Maximum value for long integer

Solution 1:

Long integers:

There is no explicitly defined limit. The amount of available address space forms a practical limit.
(Taken from this site). See the docs on Numeric Types where you'll see that Long integers have unlimited precision. In Python 2, Integers will automatically switch to longs when they grow beyond their limit:

>>> import sys
>>> type(sys.maxsize)
<type 'int'>
>>> type(sys.maxsize+1)
<type 'long'>


for integers we have

maxint and maxsize:

The maximum value of an int can be found in Python 2.x with sys.maxint. It was removed in Python 3, but sys.maxsize can often be used instead. From the changelog:

The sys.maxint constant was removed, since there is no longer a limit to the value of integers. However, sys.maxsize can be used as an integer larger than any practical list or string index. It conforms to the implementation’s “natural” integer size and is typically the same as sys.maxint in previous releases on the same platform (assuming the same build options).

and, for anyone interested in the difference (Python 2.x):

sys.maxint The largest positive integer supported by Python’s regular integer type. This is at least 2**31-1. The largest negative integer is -maxint-1 — the asymmetry results from the use of 2’s complement binary arithmetic.

sys.maxsize The largest positive integer supported by the platform’s Py_ssize_t type, and thus the maximum size lists, strings, dicts, and many other containers can have.

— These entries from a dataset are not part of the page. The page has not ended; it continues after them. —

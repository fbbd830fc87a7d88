//! Submit a repository and follow the analysis: `gitsense analyze`.

use std::sync::Arc;

use anyhow::{Context, Result, anyhow, bail};
use console::style;
use dialoguer::{Input, Select, theme::ColorfulTheme};
use tracing::debug;

use gitsense::client::HttpBackend;
use gitsense::config::Config;
use gitsense::render::View;
use gitsense::session::{Outcome, SessionController, SessionPhase, SessionSnapshot};
use gitsense::submit::{Submission, SubmissionControl};
use gitsense::ui::SessionUI;

use super::{OutputMode, ViewSelection, print_document};

pub struct AnalyzeOptions {
    pub repo_url: Option<String>,
    pub branch: Option<String>,
    pub view: ViewSelection,
    pub output: OutputMode,
    pub interactive: bool,
    pub verbose: bool,
}

pub async fn cmd_analyze(config: &Config, opts: AnalyzeOptions) -> Result<()> {
    let backend = HttpBackend::new(config.base_url()).with_branch(opts.branch.clone());
    let mut controller = SessionController::new(Arc::new(backend), config.poll_settings());
    let mut control = SubmissionControl::new();

    let mut locator_input = match &opts.repo_url {
        Some(url) => url.clone(),
        None => prompt_locator()?,
    };

    loop {
        control.set_locator(locator_input);
        let locator = match control.trigger(|l| debug!(locator = l, "submission accepted")) {
            Submission::Accepted(locator) => locator,
            Submission::Empty => bail!("Repository URL is empty"),
            Submission::Busy => bail!("An analysis is already running"),
        };

        control.set_busy(true);
        let snapshot = follow_session(&mut controller, &locator, &opts).await;
        control.set_busy(false);
        let snapshot = snapshot?;

        if let SessionPhase::Done(Outcome::Failed) = snapshot.phase {
            let message = snapshot
                .error
                .unwrap_or_else(|| "Analysis failed.".to_string());
            bail!(message);
        }

        if !opts.interactive || opts.output == OutputMode::Json {
            return print_document(snapshot.document.as_ref(), opts.view, opts.output);
        }

        match browse_views(&snapshot, opts.view)? {
            Some(next) => locator_input = next,
            None => return Ok(()),
        }
    }
}

fn prompt_locator() -> Result<String> {
    Input::new()
        .with_prompt("Repository URL")
        .allow_empty(true)
        .interact_text()
        .context("Failed to read repository URL")
}

/// Start the session and keep the progress UI in sync until it finishes.
async fn follow_session(
    controller: &mut SessionController,
    locator: &str,
    opts: &AnalyzeOptions,
) -> Result<SessionSnapshot> {
    let ui = SessionUI::new(locator, opts.verbose);
    let mut rx = controller.subscribe();

    tokio::select! {
        _ = controller.start_analysis(locator) => {}
        _ = tokio::signal::ctrl_c() => return Err(interrupt(controller, &ui)),
    }
    if controller.snapshot().phase == SessionPhase::Polling {
        ui.waiting_hint();
    }

    let snapshot = loop {
        let snapshot = rx.borrow_and_update().clone();
        ui.update(&snapshot);
        if snapshot.phase.is_done() {
            break snapshot;
        }

        tokio::select! {
            changed = rx.changed() => {
                if changed.is_err() {
                    break controller.snapshot();
                }
            }
            _ = tokio::signal::ctrl_c() => return Err(interrupt(controller, &ui)),
        }
    };

    match (snapshot.phase, opts.output) {
        (_, OutputMode::Json) => ui.clear(),
        (SessionPhase::Done(Outcome::Completed), _) => ui.finish_completed(),
        _ => ui.finish_failed(snapshot.error.as_deref().unwrap_or("Analysis failed.")),
    }
    Ok(snapshot)
}

/// Abandon the running session after Ctrl-C.
fn interrupt(controller: &mut SessionController, ui: &SessionUI) -> anyhow::Error {
    controller.reset();
    ui.finish_failed("Interrupted");
    anyhow!("Analysis interrupted")
}

/// Tab bar: print views on demand. Returns a new locator when the user asks
/// to analyze another repository.
fn browse_views(snapshot: &SessionSnapshot, initial: ViewSelection) -> Result<Option<String>> {
    let mut items: Vec<String> = View::ALL.iter().map(|v| v.label().to_string()).collect();
    let analyze_another = items.len();
    items.push("Analyze another repository".to_string());
    items.push("Quit".to_string());

    print_document(snapshot.document.as_ref(), initial, OutputMode::Text)?;
    let mut default = match initial {
        ViewSelection::One(view) => View::ALL.iter().position(|v| *v == view).unwrap_or(0),
        ViewSelection::All => 0,
    };

    loop {
        println!();
        let selection = Select::with_theme(&ColorfulTheme::default())
            .with_prompt("View")
            .items(&items)
            .default(default)
            .interact_opt()
            .context("Failed to read view selection")?;

        match selection {
            Some(i) if i < View::ALL.len() => {
                default = i;
                println!();
                print_document(
                    snapshot.document.as_ref(),
                    ViewSelection::One(View::ALL[i]),
                    OutputMode::Text,
                )?;
            }
            Some(i) if i == analyze_another => {
                println!("{}", style("Starting a new analysis").dim());
                return prompt_locator().map(Some);
            }
            // "Quit" or Esc
            _ => return Ok(None),
        }
    }
}
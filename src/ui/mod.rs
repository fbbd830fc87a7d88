pub mod icons;
pub mod progress;
pub mod results;

pub use progress::SessionUI;
pub use results::{paint, terminal_width};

and for completeness, here's the Python 3 version:

sys.maxsize An integer giving the maximum value a variable of type Py_ssize_t can take. It’s usually 2^31 - 1 on a 32-bit platform and 2^63 - 1 on a 64-bit platform.

floats:

There's float("inf") and float("-inf"). These can be compared to other numeric types:

>>> import sys
>>> float("inf") > sys.maxsize
True

Solution 2:

Python long can be arbitrarily large. If you need a value that's greater than any other value, you can use float('inf'), since Python has no trouble comparing numeric values of different types. Similarly, for a value lesser than any other value, you can use float('-inf').

Solution 3:

Direct answer to title question:

Integers are unlimited in size and have no maximum value in Python.

Answer which addresses stated underlying use case:

According to your comment of what you're trying to do, you are currently thinking something along the lines of

minval = MAXINT;
for (i = 1; i < num_elems; i++)
    if a[i] < a[i-1]
        minval = a[i];

That's not how to think in Python. A better translation to Python (but still not the best) would be

minval = a[0]  # Just use the first value
for i in range(1, len(a)):
    minval = min(a[i], a[i - 1])

Note that the above doesn't use MAXINT at all. That part of the solution applies to any programming language: You don't need to know the highest possible value just to find the smallest value in a collection.

But anyway, what you really do in Python is just

minval = min(a)

That is, you don't write a loop at all. The built-in min() function gets the minimum of the whole collection.

Solution 4:

long type in Python 2.x uses arbitrary precision arithmetic and has no such thing as maximum possible value. It is limited by the available memory. Python 3.x has no special type for values that cannot be represented by the native machine integer — everything is int and conversion is handled behind the scenes.